Alain Pimpin, figure de l'élevage limousin, installé à Beynac en Haute-Vienne, a été particulièrement atteint par cette crise de la vache folle. En 2003, 30 bêtes de son cheptel ont dû être abattues à cause d'une suspicion d'ESB chez un taureau que l'éléveur avait vendu 15 ans auparavant et qui finissait sa carrière en Moselle : "Il a fallu abattre toute la cohorte : les animaux nés la même année, ceux de l'année d'avant et de l'année d'après. 140 bêtes au total, dissiminées un peu partout en France. Résultat : tous les tests se sont avérés négatifs !... Pour moi, ça a été un manque à gagner important, mais surtout le sentiment d'un grand gâchis en tuant ces bêtes à la valeur génétique importante."
Les leçons tirées de la crise
Tous les éleveurs contactés s'accordent sur un point : la crise de la vache folle a permis de faire évoluer les pratiques au sein de l'élevage, notamment en remettant à plat tout le système d'alimentation des animaux. "C'est le début de la prise en compte du bien-être animal", analyse Philippe Alibert, président de France Limousin Sélection et du Herdbook de la race limousine, "C'est la fin d'une époque où l'on recherchait les rations les moins chères possibles."
Pour son prédécesseur, Bernard Roux, qui occupait les mêmes fonctions en pleine crise de la vache folle, cette crise a été un déclencheur pour la communication et la transparence autour des pratiques de l'élevage : "C'est de cette époque qu'est né le projet de Limousine Park.

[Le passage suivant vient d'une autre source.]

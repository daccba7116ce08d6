//! Rendezvous hand-off of player output streams.
//!
//! Every process the driver starts publishes its stdout here exactly once.
//! `publish` only returns after the single consumer has taken the stream, so
//! the consumer sees every process in start order and none is skipped.
//!
//! ```text
//!   driver.play()  ── Offer { stream, accepted } ──►  reader task
//!        ▲                                               │
//!        └──────────────── accepted (oneshot) ◄──────────┘
//! ```

use tokio::io::AsyncRead;
use tokio::sync::{mpsc, oneshot};

/// Output side of one player process.
pub type OutputStream = Box<dyn AsyncRead + Send + Unpin>;

struct Offer {
    stream: OutputStream,
    accepted: oneshot::Sender<()>,
}

#[derive(Debug, thiserror::Error)]
#[error("output hand-off receiver is gone")]
pub struct HandoffClosed;

pub fn channel() -> (PipeSender, PipeReceiver) {
    let (tx, rx) = mpsc::channel(1);
    (PipeSender { tx }, PipeReceiver { rx })
}

pub struct PipeSender {
    tx: mpsc::Sender<Offer>,
}

impl PipeSender {
    /// Hand `stream` to the consumer and wait until it has been taken.
    ///
    /// Must not be awaited from the consumer's own task.
    pub async fn publish(&self, stream: OutputStream) -> Result<(), HandoffClosed> {
        let (accepted, taken) = oneshot::channel();
        self.tx
            .send(Offer { stream, accepted })
            .await
            .map_err(|_| HandoffClosed)?;
        taken.await.map_err(|_| HandoffClosed)
    }
}

pub struct PipeReceiver {
    rx: mpsc::Receiver<Offer>,
}

impl PipeReceiver {
    /// Wait for the next process's output.  `None` once the driver is gone.
    pub async fn recv(&mut self) -> Option<OutputStream> {
        let offer = self.rx.recv().await?;
        let _ = offer.accepted.send(());
        Some(offer.stream)
    }
}

#[cfg(test)]
mod tests {
    use super::*;
    use std::io::Cursor;
    use std::time::Duration;
    use tokio::io::AsyncReadExt;

    fn stream(text: &str) -> OutputStream {
        Box::new(Cursor::new(text.as_bytes().to_vec()))
    }

    async fn read_all(mut s: OutputStream) -> String {
        let mut out = String::new();
        s.read_to_string(&mut out).await.unwrap();
        out
    }

    #[tokio::test]
    async fn test_publish_waits_for_consumer() {
        let (tx, mut rx) = channel();
        let publisher = tokio::spawn(async move { tx.publish(stream("one")).await });

        tokio::time::sleep(Duration::from_millis(50)).await;
        assert!(!publisher.is_finished(), "publish returned before the stream was taken");

        let got = rx.recv().await.unwrap();
        assert!(publisher.await.unwrap().is_ok());
        assert_eq!(read_all(got).await, "one");
    }

    #[tokio::test]
    async fn test_streams_arrive_in_publish_order() {
        let (tx, mut rx) = channel();
        let publisher = tokio::spawn(async move {
            for text in ["first", "second", "third"] {
                tx.publish(stream(text)).await.unwrap();
            }
        });

        let mut seen = Vec::new();
        while let Some(s) = rx.recv().await {
            seen.push(read_all(s).await);
        }
        publisher.await.unwrap();
        assert_eq!(seen, vec!["first", "second", "third"]);
    }

    #[tokio::test]
    async fn test_publish_fails_without_consumer() {
        let (tx, rx) = channel();
        drop(rx);
        assert!(tx.publish(stream("lost")).await.is_err());
    }
}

En 1996, en pleine crise, tous les médias nationaux se sont tournés vers nous, pour mieux comprendre. Il fallait établir un lien de confiance avec le consommateur. Nous avons eu cette idée de créer un lieu de communication permanente".
La race limousine tire son épingle du jeu
Moins touchée directement par la crise de la vache folle, la race bovine limousine a même su valoriser cet épisode.
A l'époque, son modèle de production est à l'opposé de l'élevage intensif plus répandu. "Les Limousines sont nourries à l'herbe, sans farines animales. Nous avons déjà des labels comme le Blason Prestige, qui nous oblige à respecter un cahier des charges très strict. La viande est tracée, identifiée. C'est tout ce que le consommateur va demander après la crise", affirme Philippe Babaudou.
En mettant en avant la race limousine comme une race de qualité, les acteurs locaux ont su transformer en atout cette crise qui a profondément boulevrsé le monde de l'élevage.